Hoje conheci uma Senhora de 84 anos, idosa, como no Brasil, aposentada, doente, cancro que para nós Brasileiros é câncer, cheia de ressentimentos, vontade de ficar só, sem filhos, só com a tristeza...
É certeza de que o dinheiro dela não fará-a mais feliz, os móveis velhos não ficarão mais quentes de afeto.
as lembranças, são a única certeza de que ela viveu de calor humano...
Observava que a fonte de lembranças dela, não eram estabelecidas pelo Alzheimer em tempos longínquos, mas sim, por que sua memória de gestos frente a sua pele, davam uma forte memória motora, que não pode sair da mente de ninguém...
Pensei nas posses que me desfiz, nos empregos que não possuo mais, no meu carro, nos amigos que estão longe.
Descobri que o maior dinheiro que possuo agora é o carinho...
O carinho que me fez tirar o rancor daquela senhora tão cheia de posses, num pequeno acariciar na nuca..
carinho, que fez sentir em minha pele uma felicidade tamanha num simples abraço de um professor.
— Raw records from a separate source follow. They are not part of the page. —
//! Bounded removal of every document in one index.

use std::sync::Arc;

use searchsync_indexing::{BackendError, ChunkResult, IndexService, IndexingError, SyncContext};
use searchsync_types::WireDocument;
use serde_json::Value;
use tracing::info;

use crate::error::JobError;
use crate::job::Job;
use crate::state::{ClearReport, JobHeader, JobPayload, JobState, StepReport};

/// Removes one batch of documents per step until the index is empty.
///
/// Without an explicit budget the job allows `ceil(count / batch) + 1`
/// attempts, counted when it is first set up. A step that would exceed the
/// budget fails with [`JobError::Exhausted`].
pub struct ClearIndexJob {
    ctx: Arc<SyncContext>,
    service: IndexService,
    header: JobHeader,
    index: String,
    max_attempts: Option<usize>,
    attempts_made: usize,
    complete: bool,
}

impl ClearIndexJob {
    pub fn new(ctx: Arc<SyncContext>, index: impl Into<String>) -> Self {
        Self {
            service: IndexService::new(ctx.clone()),
            header: JobHeader::new(ctx.settings().batch_size),
            ctx,
            index: index.into(),
            max_attempts: None,
            attempts_made: 0,
            complete: false,
        }
    }

    pub fn with_max_attempts(mut self, max_attempts: usize) -> Self {
        self.max_attempts = Some(max_attempts);
        self.header.total_steps = max_attempts;
        self
    }

    pub fn with_batch_size(mut self, batch_size: usize) -> Result<Self, JobError> {
        if batch_size == 0 {
            return Err(IndexingError::InvalidBatchSize(batch_size).into());
        }
        self.header.batch_size = batch_size;
        Ok(self)
    }

    pub fn from_state(ctx: Arc<SyncContext>, state: &JobState) -> Result<Self, JobError> {
        let JobPayload::ClearIndex {
            index,
            max_attempts,
            attempts_made,
        } = &state.payload
        else {
            return Err(JobError::Serialization(format!(
                "expected a clear_index payload, found '{}'",
                state.payload.kind()
            )));
        };
        Ok(Self {
            service: IndexService::new(ctx.clone()),
            ctx,
            header: state.header.clone(),
            index: index.clone(),
            max_attempts: *max_attempts,
            attempts_made: *attempts_made,
            complete: state.complete,
        })
    }

    pub fn index(&self) -> &str {
        &self.index
    }

    pub fn max_attempts(&self) -> Option<usize> {
        self.max_attempts
    }

    fn identifiers(&self, page: &[WireDocument]) -> Result<Vec<String>, JobError> {
        let id_field = &self.ctx.settings().id_field;
        page.iter()
            .map(|doc| match doc.get(id_field) {
                Some(Value::String(id)) => Ok(id.clone()),
                Some(Value::Null) | None => Err(IndexingError::from(BackendError::MissingField {
                    index: self.index.clone(),
                    field: id_field.clone(),
                })
                .into()),
                Some(other) => Ok(other.to_string()),
            })
            .collect()
    }
}

impl Job for ClearIndexJob {
    fn id(&self) -> &str {
        &self.header.id
    }

    fn title(&self) -> String {
        format!("Clear index '{}'", self.index)
    }

    fn setup(&mut self) -> Result<(), JobError> {
        if self.max_attempts.is_none() {
            let count = self.service.count(&self.index)? as usize;
            let budget = count.div_ceil(self.header.batch_size) + 1;
            self.max_attempts = Some(budget);
            self.header.total_steps = budget;
        }
        Ok(())
    }

    fn process(&mut self) -> Result<StepReport, JobError> {
        if self.complete {
            return Ok(StepReport {
                step: self.header.current_step,
                total_steps: self.header.total_steps,
                ..StepReport::default()
            });
        }
        self.setup()?;

        let before = self.service.count(&self.index)?;
        if before > 0 {
            let budget = self.max_attempts.unwrap_or(0);
            if self.attempts_made >= budget {
                return Err(JobError::Exhausted {
                    index: self.index.clone(),
                    attempted: self.attempts_made,
                    remaining: before,
                });
            }
        }

        let removed = if before == 0 {
            0
        } else {
            let page = self.service.list(&self.index, 0, self.header.batch_size)?;
            let ids = self.identifiers(&page)?;
            self.attempts_made += 1;
            self.service.remove_ids(&self.index, &ids)?
        };
        let after = self.service.count(&self.index)?;

        self.header.current_step += 1;
        self.complete = after == 0;
        info!(
            index = %self.index,
            step = self.header.current_step,
            before,
            removed,
            after,
            "Cleared batch"
        );
        Ok(StepReport {
            step: self.header.current_step,
            total_steps: self.header.total_steps,
            counts: ChunkResult::new(),
            clear: Some(ClearReport {
                before,
                removed,
                after,
            }),
        })
    }

    fn is_complete(&self) -> bool {
        self.complete
    }

    fn current_step(&self) -> usize {
        self.header.current_step
    }

    fn total_steps(&self) -> usize {
        self.header.total_steps
    }

    fn state(&self) -> JobState {
        JobState::new(
            self.header.clone(),
            JobPayload::ClearIndex {
                index: self.index.clone(),
                max_attempts: self.max_attempts,
                attempts_made: self.attempts_made,
            },
            self.complete,
        )
    }
}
Carinho que infelizmente a net não me dá, pois se com telas frias o computador gerou o homem mais rico do mundo, imagina se neles pudessem ter toques...
O carinho tátil que todos precisam, que recebia de semetria constante quando eu tocava uma criança e mostrava-lhe um gesto motor da natação.
No entardecer com meu irmãzinho que adormecia ao som da cobra azul.
É o carinho que une dois namorados após o sexo,
é no carinho que um cachorro reconhece o seu dono e se difere de um Pitt "Bull Brasilerio" com os que acariciaram-me no parque.
é o carinho que é a nossa riqueza maior, pois apesar de nosa bandeira apresentar fontes de ouro, não temos usufruto dessa fonte tão insuficiente frente ao contato e carinho dos brasileiros.